I am not able to assess the case – instead, I am interested in the parallels between a functioning legal system (a social construct, made of up laws and systems that interact in complex and sometimes inexplicable ways) and a large software system like a nuclear power station or oil platform.

In Tim Harford’s book Adapt, about the complexity of the modern world and how experimentation and adaptation can allow evolutionary forces to shape better solutions, Tim discusses where rigid safety rules, put in place to prevent identified accidents, have the unintended effect of increasing complexity and introducing larger, un-identified safety problems.

Tim Harford provides three examples where safety rules amplified accidents to make them disasters: the Three Mile Island nuclear accident, the Piper Alpha oil disaster, and the Sub-Prime Financial Crisis. In each case, the safety mechanisms failed, causing the problem to increase and become much harder to bring under control.

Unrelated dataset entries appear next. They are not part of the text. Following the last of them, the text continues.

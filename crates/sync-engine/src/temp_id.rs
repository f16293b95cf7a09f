// crates/sync-engine/src/temp_id.rs
//! Temporary identity allocation for records created offline

use carlot_core::VehicleId;

/// Issues locally unique placeholder ids
///
/// Each id is the temporary marker followed by the current counter value.
/// The counter only moves on [`next`](Self::next) and goes back to zero on
/// [`reset`](Self::reset), which the coordinator calls once the pending
/// queue has been fully flushed.
#[derive(Debug, Default)]
pub struct TempIdAllocator {
    counter: u64,
}

impl TempIdAllocator {
    pub fn new() -> Self {
        Self::default()
    }

    /// Returns the next placeholder and advances the counter by one
    pub fn next(&mut self) -> VehicleId {
        let id = VehicleId::temporary(self.counter);
        self.counter += 1;
        id
    }

    /// Returns the value the next placeholder will carry
    pub fn peek(&self) -> u64 {
        self.counter
    }

    pub fn reset(&mut self) {
        self.counter = 0;
    }
}
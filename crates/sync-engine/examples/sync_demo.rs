// crates/sync-engine/examples/sync_demo.rs
//! Walks through an offline edit session against an in-memory remote store

use carlot_core::Vehicle;
use carlot_sync_engine::{MemoryRemote, SyncConfig, SyncCoordinator};
use std::sync::Arc;

#[tokio::main]
async fn main() {
    env_logger::init();

    println!("Carlot Sync Engine Demo");
    println!("=======================\n");

    let remote = MemoryRemote::new();
    remote.authorize("demo-token", "demo");
    remote.seed("demo", vec![Vehicle::new("Audi", "A4", 2008)]);

    let mut coordinator =
        SyncCoordinator::new(Arc::new(remote.clone()), SyncConfig::new("demo-token"));

    println!("1. Offline edits");
    for (brand, model, year) in [("BMW", "E90", 2006), ("Opel", "Astra", 2010)] {
        match coordinator.save(Vehicle::new(brand, model, year)).await {
            Ok(saved) => println!("  queued {} {} as {}", saved.brand, saved.model, display_id(&saved)),
            Err(err) => println!("  save failed: {}", err),
        }
    }
    println!("  pending: {}\n", coordinator.status().pending);

    println!("2. Reconnect");
    if let Some(report) = coordinator.on_connectivity_changed(true).await {
        for vehicle in &report.synced {
            println!("  synced {} {} as {}", vehicle.brand, vehicle.model, display_id(vehicle));
        }
        println!("  failed: {}", report.failed.len());
    }

    println!("\n3. Initial load");
    match coordinator.refresh().await {
        Ok(count) => println!("  loaded {} vehicles", count),
        Err(err) => println!("  load failed: {}", err),
    }
    for vehicle in coordinator.store().vehicles() {
        println!("  - {} {} ({})", vehicle.brand, vehicle.model, display_id(vehicle));
    }
}

fn display_id(vehicle: &Vehicle) -> String {
    vehicle
        .id
        .as_ref()
        .map(ToString::to_string)
        .unwrap_or_else(|| "-".to_string())
}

System design looks to build-in safety, using ‘what-if’ scenarios to examine failure cases, and adding safety features to mitigate or remove the effect of these failures – thereby (apparently) increasing safety. Where they fail is when they have to deal with unanticipated consequences.

For example, during the Piper Alpha accident, a safety mechanism that should have switched on water pumps to douse the fires was not enabled because it had a safety mechanism to protect divers in the water – the pumps would not come on, in case they sucked in divers. A manual over-ride for the safety system was built in, but this over-ride was placed in the control module – which is what had been disabled by the blast and could not be reached. Hence, the mechanism to protect individual divers from potential harm prevented another system from kicking in, which might have stopped over a hundred deaths.

The point here is – no matter how carefully we design our legal systems to increase safety, and prevent harm, we will be increasing the overall complexity and introducing unintended side-affects. A written constitution, for example, that sets inviolable rules will find itself unable to adapt to the inevitable changes in our society. We need flexibility to be able to adapt.

So how do we know if we need to adapt? We find examples where things are not working as expected – in software design: bugs. An error in the system, which throws an exception.

The Westminster Skeptics meeting tonight was an exception handler for our society; it means that the legal system has a bug. The group, the activists and bloggers, are our society’s debuggers, and we should be grateful to them for the service they provide: they allow us to identify the bugs, and improve the system.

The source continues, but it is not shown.